The past few months have seen several startups in Kenya close shop, scale down or report operational difficulties of some kind that have cast doubt on their future.
The collapse of these start-ups, some of which recently raised billions of shillings in investor financing, has exposed the underlying myth of "disruption" that drives much of the Nairobi "Silicon Savannah" narrative, and the problematic attitude of investors from the West that perpetuate this hype.
Last week, Twiga Foods laid off a third of its current workforce in a restructuring exercise that will see the company's headcount cut to 543, down from over 1,000 it had last year (see separate story on page 6).
In a statement, the company said the move was necessitated by a tough business environment where people's purchasing power continues to decline.
"The company has been on this transformative path to become a lean, agile, cost-efficient organisation, undertaking several interventions to adopt and sustain the business during these economic times," said the firm.
This comes months after the firm raised more than Sh20 billion in investment financing and raised more questions, which the company is yet to make clear.
"Twiga's transformed operating strategy, process re-engineering, supplier support, and talent optimisation is being set into motion with the company setting its sights on a future where Africa's food security is radically transformed by technology," the firm said in a statement.
The statement however stands in stark contrast to the vision of growth and prosperity painted by its co-founder and chief executive Peter Njonjo barely two weeks ago.
Mr Njonjo was touring the pilot project of a 20-000 acre maize scheme at Galana Kulalu whose rights Twiga Foods recently transferred to Selu Ltd, a firm that was recently revealed to be owned by him.
"The maize crop takes 105 days here so it means with irrigation you can do three crops a year, including a rotational crop," he said. "If you take that into account and the high yield, this has an opportunity of actually creating a huge transformation as far as maize is concerned."
"At least from the farming side, you will have direct employment of about 2000 people," he said.
"But the key thing is also that with these 2000 people, we are thinking of establishment of communities within this area.
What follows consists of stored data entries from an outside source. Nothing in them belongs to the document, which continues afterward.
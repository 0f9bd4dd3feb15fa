//! `ctlcheck` binary entry point.

use clap::Parser;
use ctl_checker::{holds, sat};
use ctlcheck_cli::cli::{Cli, Commands, OutputFormat, ScenarioCommands};
use ctlcheck_cli::config::CliConfig;
use ctlcheck_cli::scenarios::{graph_scenario, world_scenario, CATALOG};
use tabled::{Table, Tabled};

#[derive(Tabled)]
struct FormulaRow {
    #[tabled(rename = "Formula")]
    formula: String,
    #[tabled(rename = "Holds")]
    holds: String,
    #[tabled(rename = "|Sat|")]
    sat_count: usize,
}

fn main() -> anyhow::Result<()> {
    let cli = Cli::parse();

    let filter = if cli.verbose { "debug" } else { "info" };
    tracing_subscriber::fmt()
        .with_env_filter(tracing_subscriber::EnvFilter::new(filter))
        .init();

    let config = CliConfig::load()?;
    let format = cli.format.unwrap_or(config.format);

    match cli.command {
        Commands::Scenario { command } => match command {
            ScenarioCommands::List => list_scenarios(format),
            ScenarioCommands::Check { name } => check_scenario(&name, format),
            ScenarioCommands::Run { name, seed, max_steps } => {
                let seed = seed.unwrap_or(config.seed);
                let max_steps = max_steps.unwrap_or(config.max_steps);
                run_scenario(&name, seed, max_steps, format)
            }
        },
    }
}

fn list_scenarios(format: OutputFormat) -> anyhow::Result<()> {
    match format {
        OutputFormat::Json => {
            let names: Vec<&str> = CATALOG.iter().map(|s| s.name).collect();
            println!("{}", serde_json::to_string_pretty(&names)?);
        }
        OutputFormat::Text => {
            for s in CATALOG {
                println!("{:<20} {}", s.name, s.description);
            }
        }
    }
    Ok(())
}

fn check_scenario(name: &str, format: OutputFormat) -> anyhow::Result<()> {
    let (graph, battery) = graph_scenario(name)
        .ok_or_else(|| anyhow::anyhow!("unknown or non-graph scenario: {name}"))?;

    let mut rows = Vec::new();
    for (label, formula) in &battery {
        let satisfied = sat(&graph, formula)?;
        let does_hold = holds(&graph, formula)?;
        rows.push(FormulaRow {
            formula: label.to_string(),
            holds: does_hold.to_string(),
            sat_count: satisfied.count(),
        });
    }

    match format {
        OutputFormat::Json => {
            let json: Vec<_> = rows
                .iter()
                .map(|r| serde_json::json!({"formula": r.formula, "holds": r.holds, "sat_count": r.sat_count}))
                .collect();
            println!("{}", serde_json::to_string_pretty(&json)?);
        }
        OutputFormat::Text => {
            println!("{}", Table::new(rows));
        }
    }
    Ok(())
}

fn run_scenario(name: &str, seed: u64, max_steps: u64, format: OutputFormat) -> anyhow::Result<()> {
    let mut world = world_scenario(name, seed)
        .ok_or_else(|| anyhow::anyhow!("unknown or non-actor scenario: {name}"))?;

    let outcome = actor_sim::run(&mut world, max_steps);

    match format {
        OutputFormat::Json => {
            println!(
                "{}",
                serde_json::json!({
                    "outcome": format!("{:?}", outcome),
                    "events": world.events(),
                })
            );
        }
        OutputFormat::Text => {
            println!("outcome: {:?}", outcome);
            for event in world.events() {
                println!(
                    "  t={:<4} {} -> {} (delay {})",
                    event.time, event.from, event.to, event.queue_delay()
                );
            }
        }
    }
    Ok(())
}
Think about the schools, dispensaries, amenities, shops and all sorts of infrastructure that will develop as a result of this."
The layoffs at Twiga are further puzzling considering the fact that the company received a Sh300 million boost from the Hustler's Fund for onward lending, on top of the billions in investor funds.
At the onset, Twiga Foods pledged that it would disrupt the retail distribution of agricultural products by bypassing the brokers and mama mbogas (greengrocers) to deliver fresh produce directly to consumers.
With time, the startup hoped to build a loyal customer base and generate revenues from subscription fees and commissions using a business model that could be scaled up even to other countries.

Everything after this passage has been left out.